### WHAT IS REQUIRED
In the records below, some lines contain the word "commands". Copy each of them.

### PROVIDED DATA
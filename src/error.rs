//! Errors returned by [`SkipList`][crate::SkipList] operations.

use thiserror::Error;

/// Errors that can occur when accessing or mutating a
/// [`SkipList`][crate::SkipList].
///
/// Neither variant leaves the list in a modified state: the operation that
/// returns them fails before any link is rewritten.
#[derive(Error, Debug, Clone, Copy, PartialEq, Eq, Hash)]
#[non_exhaustive]
pub enum Error {
    /// No node at level 0 holds the requested key.
    #[error("key not found")]
    KeyNotFound,
    /// The key is already present and the caller asked for a strict insert.
    #[error("key already present")]
    DuplicateKey,
}

/// Shorthand for results whose error is [`Error`].
pub type Result<T, E = Error> = core::result::Result<T, E>;
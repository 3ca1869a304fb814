//! Skiplists use a probabilistic distribution of nodes over the internal
//! levels, whereby the lowest level (level 0) contains all the nodes, and each
//! level `n > 0` contains a random subset of the nodes on level `n - 1`.
//!
//! The default is a fair coin: a new node is promoted one level for every
//! "heads" and stops at the first "tails", so a node reaches height `h` with
//! probability `2^-(h + 1)` and every level holds about half the nodes of the
//! level beneath it.
//!
//! The generator is a capability handed to the list at construction time, so
//! it can be swapped for a [`Geometric`] distribution with a different
//! promotion probability, or for a [`Fixed`] height when a test needs a
//! reproducible layout.

mod coin_flip;
mod fixed;
mod geometric;

pub use coin_flip::CoinFlip;
pub use fixed::Fixed;
pub use geometric::{Geometric, GeometricError};

// ////////////////////////////////////////////////////////////////////////////
// Level Generator
// ////////////////////////////////////////////////////////////////////////////

/// Upon the insertion of a new node in the list, the node is replicated to
/// higher levels as determined by a [`LevelGenerator`].
pub trait LevelGenerator {
    /// Generate the height of a new node.
    ///
    /// A height of `h` means the node is linked at levels `0..=h`.
    #[must_use]
    fn level(&mut self) -> usize;
}

impl<G> LevelGenerator for &mut G
where
    G: LevelGenerator + ?Sized,
{
    #[inline]
    fn level(&mut self) -> usize {
        (**self).level()
    }
}

impl<G> LevelGenerator for Box<G>
where
    G: LevelGenerator + ?Sized,
{
    #[inline]
    fn level(&mut self) -> usize {
        (**self).level()
    }
}
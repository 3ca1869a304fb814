//! Builds a small skiplist, looks a few keys up, mutates it and prints the
//! level grid after every step.
//!
//! Run with `RUST_LOG=trace cargo run --example demo` to see the splices.

use anyhow::Result;
use coinflip_skiplist::{Fixed, SkipList};
use log::info;

/// Keys and heights of the sample list.
const SAMPLE: [(u32, usize); 7] = [(1, 0), (5, 2), (7, 0), (12, 0), (15, 1), (19, 0), (24, 2)];

fn show(list: &SkipList<u32, String, Fixed>) {
    println!("{list}");
    println!("Size: {}", list.len());
    println!("{}", "=".repeat(80));
}

fn main() -> Result<()> {
    env_logger::init();

    let mut list = SkipList::with_level_generator(Fixed::new(0));
    for (key, height) in SAMPLE {
        list.level_generator_mut().set(height);
        list.insert(key, format!("{key}!"));
    }
    info!("built sample list with {} entries", list.len());
    show(&list);

    for key in [7, 15, 5] {
        println!("Found {} with key {key}", list.lookup(&key)?);
    }
    if let Err(err) = list.lookup(&100) {
        println!("Looking up 100: {err}");
    }

    list.delete(&15);
    show(&list);

    list.level_generator_mut().set(0);
    list.insert(14, "14".to_owned());
    show(&list);

    list.delete(&7);
    show(&list);

    list.delete(&24);
    show(&list);

    Ok(())
}
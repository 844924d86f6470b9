use super::{find_escrow, find_vault, make_instruction, MakeArgs};
use crate::{get_decimals, prelude::*, utils::ui_amount_to_amount};

const NAME: &str = "escrow_make";

inventory::submit!(CommandDescription::new(
    NAME,
    "lock maker tokens in an escrow, asking for taker tokens in exchange"
));

#[serde_as]
#[derive(Serialize, Deserialize, Debug)]
pub struct Input {
    #[serde_as(as = "DisplayFromStr")]
    pub maker_token: Pubkey,
    #[serde_as(as = "DisplayFromStr")]
    pub taker_token: Pubkey,
    /// Distinguishes escrows of the same maker.
    pub seed: u64,
    /// Amount of `maker_token` locked, in UI units.
    pub deposit_amount: Decimal,
    /// Amount of `taker_token` asked for, in UI units.
    pub offer_amount: Decimal,
}

#[serde_as]
#[derive(Serialize, Deserialize, Debug)]
pub struct Output {
    #[serde_as(as = "DisplayFromStr")]
    pub signature: Signature,
    #[serde_as(as = "DisplayFromStr")]
    pub escrow: Pubkey,
    #[serde_as(as = "DisplayFromStr")]
    pub vault: Pubkey,
}

pub async fn run(ctx: &Context, input: Input) -> Result<Output, CommandError> {
    let maker = ctx.payer.pubkey();
    let deposit_amount = ui_amount_to_amount(
        input.deposit_amount,
        get_decimals(&ctx.solana_client, input.maker_token).await?,
    )?;
    let offer_amount = ui_amount_to_amount(
        input.offer_amount,
        get_decimals(&ctx.solana_client, input.taker_token).await?,
    )?;

    let mut ins = ctx.instructions();
    ins.instructions.push(make_instruction(
        &maker,
        &input.maker_token,
        &input.taker_token,
        MakeArgs {
            seed: input.seed,
            deposit_amount,
            offer_amount,
        },
    )?);
    let signature = ctx.execute(ins).await?;

    let (escrow, _) = find_escrow(&maker, input.seed);
    let (vault, _) = find_vault(&escrow);
    tracing::info!("created escrow {} with seed {}", escrow, input.seed);

    Ok(Output {
        signature,
        escrow,
        vault,
    })
}

#[cfg(test)]
mod tests {
    use super::*;

    #[test]
    fn test_input() {
        let input: Input = serde_json::from_value(serde_json::json!({
            "maker_token": Pubkey::new_unique().to_string(),
            "taker_token": Pubkey::new_unique().to_string(),
            "seed": 1,
            "deposit_amount": "10",
            "offer_amount": "0.5",
        }))
        .unwrap();
        assert_eq!(input.seed, 1);
        assert_eq!(ui_amount_to_amount(input.offer_amount, 9).unwrap(), 500_000_000);
    }
}
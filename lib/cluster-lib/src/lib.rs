//! Runtime shared by the cluster commands.
//!
//! Table of contents:
//! - [`config`]: network, wallet and execution settings.
//! - [`context`]: services available to a running command.
//! - [`solana`]: building, signing and confirming transactions.
//! - [`wallet`]: reading and writing keypair files.

pub mod config;
pub mod context;
pub mod solana;
pub mod wallet;

pub use config::{ClientConfig, ExecutionConfig, InsertionBehavior, SolanaNet};
pub use context::Context;
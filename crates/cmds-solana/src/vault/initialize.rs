use super::{initialize_instruction, VaultAccounts};
use crate::prelude::*;
use cluster_lib::wallet;
use std::path::PathBuf;

const NAME: &str = "vault_initialize";

inventory::submit!(CommandDescription::new(
    NAME,
    "create a vault owned by the wallet"
));

pub const DEFAULT_VAULT_STATE_PATH: &str = "vault-state.json";

fn default_path() -> PathBuf {
    DEFAULT_VAULT_STATE_PATH.into()
}

#[derive(Serialize, Deserialize, Debug)]
pub struct Input {
    /// Where the new vault state keypair is saved.
    #[serde(default = "default_path")]
    pub vault_state_path: PathBuf,
    #[serde(default)]
    pub force: bool,
}

#[serde_as]
#[derive(Serialize, Deserialize, Debug)]
pub struct Output {
    #[serde_as(as = "DisplayFromStr")]
    pub signature: Signature,
    #[serde_as(as = "DisplayFromStr")]
    pub vault_state: Pubkey,
    #[serde_as(as = "DisplayFromStr")]
    pub vault_auth: Pubkey,
    #[serde_as(as = "DisplayFromStr")]
    pub vault: Pubkey,
    pub vault_state_path: PathBuf,
}

pub async fn run(ctx: &Context, input: Input) -> Result<Output, CommandError> {
    let vault_state = Keypair::new();
    // saved first, later commands need the address
    wallet::write_keypair_file(&vault_state, &input.vault_state_path, input.force)?;
    tracing::info!(
        "saved vault state {} to {}",
        vault_state.pubkey(),
        input.vault_state_path.display()
    );

    let accounts = VaultAccounts::new(vault_state.pubkey());
    let mut ins = ctx.instructions();
    ins.push_signer(&vault_state);
    ins.instructions
        .push(initialize_instruction(&ctx.payer.pubkey(), &accounts)?);
    let signature = ctx.execute(ins).await?;

    Ok(Output {
        signature,
        vault_state: accounts.vault_state,
        vault_auth: accounts.vault_auth,
        vault: accounts.vault,
        vault_state_path: input.vault_state_path,
    })
}

#[cfg(test)]
mod tests {
    use super::*;
    use cluster_lib::ClientConfig;

    #[test]
    fn test_input_defaults() {
        let input: Input = serde_json::from_str("{}").unwrap();
        assert_eq!(input.vault_state_path, PathBuf::from("vault-state.json"));
        assert!(!input.force);
    }

    #[tokio::test]
    async fn test_refuses_overwrite() {
        let dir = tempfile::tempdir().unwrap();
        let path = dir.path().join("vault-state.json");
        let existing = Keypair::new();
        wallet::write_keypair_file(&existing, &path, false).unwrap();

        let ctx = Context::with_payer(ClientConfig::default(), Keypair::new());
        let result = run(
            &ctx,
            Input {
                vault_state_path: path.clone(),
                force: false,
            },
        )
        .await;
        assert!(result.is_err());
        assert_eq!(
            wallet::read_keypair_file(&path).unwrap().pubkey(),
            existing.pubkey()
        );
    }
}
use super::{refund_instruction, Escrow, ESCROW_ACCOUNT};
use crate::{prelude::*, utils::fetch_anchor_account};

const NAME: &str = "escrow_refund";

inventory::submit!(CommandDescription::new(
    NAME,
    "close an escrow and return the locked tokens to its maker"
));

#[serde_as]
#[derive(Serialize, Deserialize, Debug)]
pub struct Input {
    #[serde_as(as = "DisplayFromStr")]
    pub escrow: Pubkey,
}

#[serde_as]
#[derive(Serialize, Deserialize, Debug)]
pub struct Output {
    #[serde_as(as = "DisplayFromStr")]
    pub signature: Signature,
    #[serde_as(as = "DisplayFromStr")]
    pub maker_ata: Pubkey,
}

/// Only the maker can refund, the wallet must be the maker.
pub fn build(ctx: &Context, address: &Pubkey, escrow: &Escrow) -> crate::Result<Instructions> {
    let mut ins = ctx.instructions();
    ins.instructions.push(refund_instruction(address, escrow)?);
    ins.check_signers()?;
    Ok(ins)
}

pub async fn run(ctx: &Context, input: Input) -> Result<Output, CommandError> {
    let escrow: Escrow =
        fetch_anchor_account(&ctx.solana_client, &input.escrow, ESCROW_ACCOUNT).await?;

    let ins = build(ctx, &input.escrow, &escrow)?;
    let signature = ctx.execute(ins).await?;
    tracing::info!("refunded escrow {}", input.escrow);

    Ok(Output {
        signature,
        maker_ata: spl_associated_token_account::get_associated_token_address(
            &escrow.maker,
            &escrow.maker_token,
        ),
    })
}

#[cfg(test)]
mod tests {
    use super::*;
    use crate::escrow::find_escrow;
    use cluster_lib::{solana, ClientConfig};

    fn escrow(maker: Pubkey) -> Escrow {
        Escrow {
            maker,
            taker: Pubkey::default(),
            maker_token: Pubkey::new_unique(),
            taker_token: Pubkey::new_unique(),
            seed: 3,
            auth_bump: 255,
            vault_bump: 255,
            escrow_bump: 255,
        }
    }

    #[test]
    fn test_maker_signs() {
        let ctx = Context::with_payer(ClientConfig::default(), Keypair::new());
        let state = escrow(ctx.payer.pubkey());
        let address = find_escrow(&state.maker, state.seed).0;
        let ins = build(&ctx, &address, &state).unwrap();
        assert_eq!(ins.instructions.len(), 1);
    }

    #[test]
    fn test_other_maker_rejected() {
        let ctx = Context::with_payer(ClientConfig::default(), Keypair::new());
        let maker = Pubkey::new_unique();
        let state = escrow(maker);
        let address = find_escrow(&maker, state.seed).0;
        assert!(matches!(
            build(&ctx, &address, &state),
            Err(crate::Error::Execute(solana::Error::MissingSigner(pk))) if pk == maker
        ));
    }
}
use super::{uploader::is_stored, NftMetadata, Uploader};
use crate::prelude::*;

const NAME: &str = "upload_metadata";

inventory::submit!(CommandDescription::new(
    NAME,
    "upload NFT metadata JSON to arweave, along with any local files it references"
));

fn default_true() -> bool {
    true
}

#[derive(Serialize, Deserialize, Debug)]
pub struct Input {
    pub metadata: NftMetadata,
    #[serde(default = "default_true")]
    pub fund_bundlr: bool,
}

#[derive(Serialize, Deserialize, Debug)]
pub struct Output {
    pub uri: String,
    pub updated_metadata: NftMetadata,
}

pub async fn run(ctx: &Context, input: Input) -> Result<Output, CommandError> {
    let Input {
        mut metadata,
        fund_bundlr,
    } = input;

    let mut uploader = Uploader::new(ctx)?;
    if fund_bundlr {
        uploader.lazy_fund_metadata(&metadata).await?;
    }

    if !is_stored(&metadata.image) {
        metadata.image = uploader.upload_file(&metadata.image).await?;
    }

    if let Some(files) = metadata
        .properties
        .as_mut()
        .and_then(|p| p.files.as_mut())
    {
        for file in files.iter_mut() {
            if !is_stored(&file.uri) {
                file.uri = uploader.upload_file(&file.uri).await?;
            }
        }
    }

    let uri = uploader
        .upload(
            serde_json::to_vec(&metadata)?.into(),
            "application/json".to_owned(),
        )
        .await?;

    Ok(Output {
        uri,
        updated_metadata: metadata,
    })
}

#[cfg(test)]
mod tests {
    use super::*;
    use cluster_lib::{wallet, ClientConfig};

    #[test]
    fn test_input() {
        let input: Input = serde_json::from_value(serde_json::json!({
            "metadata": {
                "name": "Sore Rug",
                "symbol": "SRR",
                "image": "https://arweave.net/9eYZxp9Gl3bK3kuAY8O1DxhBOae_3wK4uUAW5uMogOs",
            },
            "fund_bundlr": false,
        }))
        .unwrap();
        assert!(!input.fund_bundlr);
        assert!(is_stored(&input.metadata.image));
        assert!(input.metadata.attributes.is_empty());
    }

    #[tokio::test]
    #[ignore = "uploads to the bundlr devnet node"]
    async fn test_upload_devnet() {
        tracing_subscriber::fmt::try_init().ok();

        let payer = wallet::read_keypair_file("wba-wallet.json").unwrap();
        let image = "https://arweave.net/9eYZxp9Gl3bK3kuAY8O1DxhBOae_3wK4uUAW5uMogOs";
        let metadata = NftMetadata::single_image(
            "Sore Rug".to_owned(),
            "SRR".to_owned(),
            "Rug of SoreviR".to_owned(),
            image.to_owned(),
            "image/png".to_owned(),
            payer.pubkey(),
            420,
        );
        let ctx = Context::with_payer(ClientConfig::default(), payer);
        let output = run(
            &ctx,
            Input {
                metadata,
                fund_bundlr: true,
            },
        )
        .await
        .unwrap();
        assert!(output.uri.starts_with("https://arweave.net/"));
        assert_eq!(output.updated_metadata.image, image);
    }
}
use super::{lamports_instruction, VaultAccounts};
use crate::{prelude::*, utils::sol_to_lamports};

const NAME: &str = "vault_deposit";

inventory::submit!(CommandDescription::new(
    NAME,
    "deposit SOL from the wallet into a vault"
));

#[serde_as]
#[derive(Serialize, Deserialize, Debug)]
pub struct Input {
    #[serde_as(as = "DisplayFromStr")]
    pub vault_state: Pubkey,
    /// Amount in SOL.
    pub amount: Decimal,
}

#[serde_as]
#[derive(Serialize, Deserialize, Debug)]
pub struct Output {
    #[serde_as(as = "DisplayFromStr")]
    pub signature: Signature,
    #[serde_as(as = "DisplayFromStr")]
    pub vault: Pubkey,
    pub lamports: u64,
}

pub async fn run(ctx: &Context, input: Input) -> Result<Output, CommandError> {
    let lamports = sol_to_lamports(input.amount)?;
    let accounts = VaultAccounts::new(input.vault_state);

    let mut ins = ctx.instructions();
    ins.instructions.push(lamports_instruction(
        "deposit",
        &ctx.payer.pubkey(),
        &accounts,
        lamports,
    )?);
    let signature = ctx.execute(ins).await?;
    tracing::info!("deposited {} lamports, vault {}", lamports, accounts.vault);

    Ok(Output {
        signature,
        vault: accounts.vault,
        lamports,
    })
}
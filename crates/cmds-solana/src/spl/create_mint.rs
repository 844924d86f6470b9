use crate::prelude::*;
use solana_sdk::{program_pack::Pack, system_instruction};
use spl_token::state::Mint;

const NAME: &str = "create_mint";

inventory::submit!(CommandDescription::new(NAME, "create an SPL token mint"));

fn default_decimals() -> u8 {
    9
}

#[serde_as]
#[derive(Serialize, Deserialize, Debug)]
pub struct Input {
    #[serde(default = "default_decimals")]
    pub decimals: u8,
    /// Defaults to the wallet.
    #[serde_as(as = "Option<DisplayFromStr>")]
    #[serde(default)]
    pub mint_authority: Option<Pubkey>,
    #[serde_as(as = "Option<DisplayFromStr>")]
    #[serde(default)]
    pub freeze_authority: Option<Pubkey>,
    #[serde(default)]
    pub memo: String,
}

#[serde_as]
#[derive(Serialize, Deserialize, Debug)]
pub struct Output {
    #[serde_as(as = "DisplayFromStr")]
    pub signature: Signature,
    #[serde_as(as = "DisplayFromStr")]
    pub mint: Pubkey,
}

pub fn create_mint_instructions(
    fee_payer: &Pubkey,
    mint: &Pubkey,
    mint_authority: &Pubkey,
    freeze_authority: Option<&Pubkey>,
    decimals: u8,
    rent: u64,
) -> crate::Result<Vec<Instruction>> {
    Ok([
        system_instruction::create_account(
            fee_payer,
            mint,
            rent,
            Mint::LEN as u64,
            &spl_token::id(),
        ),
        spl_token::instruction::initialize_mint2(
            &spl_token::id(),
            mint,
            mint_authority,
            freeze_authority,
            decimals,
        )?,
    ]
    .into())
}

pub async fn run(ctx: &Context, input: Input) -> Result<Output, CommandError> {
    let mint = Keypair::new();
    let rent = ctx
        .solana_client
        .get_minimum_balance_for_rent_exemption(Mint::LEN)
        .await
        .map_err(crate::Error::from)?;

    let mut ins = ctx.instructions();
    ins.push_signer(&mint);
    ins.instructions = create_mint_instructions(
        &ctx.payer.pubkey(),
        &mint.pubkey(),
        &input.mint_authority.unwrap_or_else(|| ctx.payer.pubkey()),
        input.freeze_authority.as_ref(),
        input.decimals,
        rent,
    )?;
    if !input.memo.is_empty() {
        ins.instructions.push(spl_memo::build_memo(
            input.memo.as_bytes(),
            &[&ctx.payer.pubkey()],
        ));
    }

    let signature = ctx.execute(ins).await?;
    tracing::info!("created mint {}", mint.pubkey());

    Ok(Output {
        signature,
        mint: mint.pubkey(),
    })
}
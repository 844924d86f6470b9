use solana_client::nonblocking::rpc_client::RpcClient;
use solana_sdk::{program_pack::Pack, pubkey::Pubkey};
use tracing::info;

pub mod command;
pub mod error;

pub mod escrow;
pub mod find_pda;
pub mod generate_keypair;
pub mod nft;
pub mod request_airdrop;
pub mod spl;
pub mod utils;
pub mod vault;

pub use error::{Error, Result};

pub mod prelude {
    pub use crate::command::{CommandDescription, CommandError};
    pub use cluster_lib::{
        solana::{Instructions, KeypairExt},
        Context, SolanaNet,
    };
    pub use rust_decimal::Decimal;
    pub use serde::{Deserialize, Serialize};
    pub use serde_with::{serde_as, DisplayFromStr};
    pub use solana_client::nonblocking::rpc_client::RpcClient;
    pub use solana_sdk::{
        instruction::{AccountMeta, Instruction},
        pubkey::Pubkey,
        signature::{Keypair, Signature},
        signer::Signer,
    };
    pub use std::sync::Arc;
}

pub async fn get_decimals(client: &RpcClient, mint_account: Pubkey) -> crate::Result<u8> {
    let account = client
        .get_account_with_commitment(&mint_account, client.commitment())
        .await?
        .value
        .ok_or(crate::Error::AccountNotFound(mint_account))?;
    let mint = spl_token::state::Mint::unpack(&account.data)?;
    info!("{} has {} decimals", mint_account, mint.decimals);
    Ok(mint.decimals)
}
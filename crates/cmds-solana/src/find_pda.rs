use crate::prelude::*;
use solana_sdk::pubkey::{MAX_SEEDS, MAX_SEED_LEN};
use std::str::FromStr;

const NAME: &str = "find_pda";

inventory::submit!(CommandDescription::new(
    NAME,
    "derive a program address from seeds"
));

#[serde_as]
#[derive(Serialize, Deserialize, Debug)]
pub struct Input {
    #[serde_as(as = "DisplayFromStr")]
    pub program_id: Pubkey,
    pub seeds: Vec<Vec<u8>>,
}

#[serde_as]
#[derive(Serialize, Deserialize, Debug)]
pub struct Output {
    #[serde_as(as = "DisplayFromStr")]
    pub pda: Pubkey,
    pub bump: u8,
}

/// Parse a seed given on the command line.
///
/// - `u64:<n>` and `u8:<n>`: little-endian integer bytes
/// - `hex:<bytes>`: raw bytes
/// - a base58 public key: its 32 bytes
/// - anything else: UTF-8 bytes
pub fn parse_seed(s: &str) -> crate::Result<Vec<u8>> {
    let invalid = |e: &dyn std::fmt::Display| crate::Error::InvalidSeed(s.to_owned(), e.to_string());
    if let Some(n) = s.strip_prefix("u64:") {
        Ok(n.parse::<u64>()
            .map_err(|e| invalid(&e))?
            .to_le_bytes()
            .to_vec())
    } else if let Some(n) = s.strip_prefix("u8:") {
        Ok(vec![n.parse::<u8>().map_err(|e| invalid(&e))?])
    } else if let Some(hex) = s.strip_prefix("hex:") {
        hex::decode(hex).map_err(|e| invalid(&e))
    } else if let Ok(pubkey) = Pubkey::from_str(s) {
        Ok(pubkey.to_bytes().to_vec())
    } else {
        Ok(s.as_bytes().to_vec())
    }
}

pub fn find_pda(program_id: &Pubkey, seeds: &[Vec<u8>]) -> crate::Result<(Pubkey, u8)> {
    if seeds.len() >= MAX_SEEDS {
        return Err(crate::Error::InvalidSeed(
            format!("{} seeds", seeds.len()),
            format!("at most {} seeds", MAX_SEEDS - 1),
        ));
    }
    if let Some(seed) = seeds.iter().find(|s| s.len() > MAX_SEED_LEN) {
        return Err(crate::Error::InvalidSeed(
            format!("{:?}", seed),
            format!("longer than {} bytes", MAX_SEED_LEN),
        ));
    }
    let seeds = seeds.iter().map(|s| &s[..]).collect::<Vec<&[u8]>>();
    Pubkey::try_find_program_address(&seeds, program_id).ok_or_else(|| {
        crate::Error::InvalidSeed(
            format!("{:?}", seeds),
            "unable to find a viable bump".to_owned(),
        )
    })
}

pub fn run(input: Input) -> Result<Output, CommandError> {
    let (pda, bump) = find_pda(&input.program_id, &input.seeds)?;
    Ok(Output { pda, bump })
}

### ANSWER TO THIS TASK
//! Runtime shared by the cluster commands.
    // saved first, later commands need the address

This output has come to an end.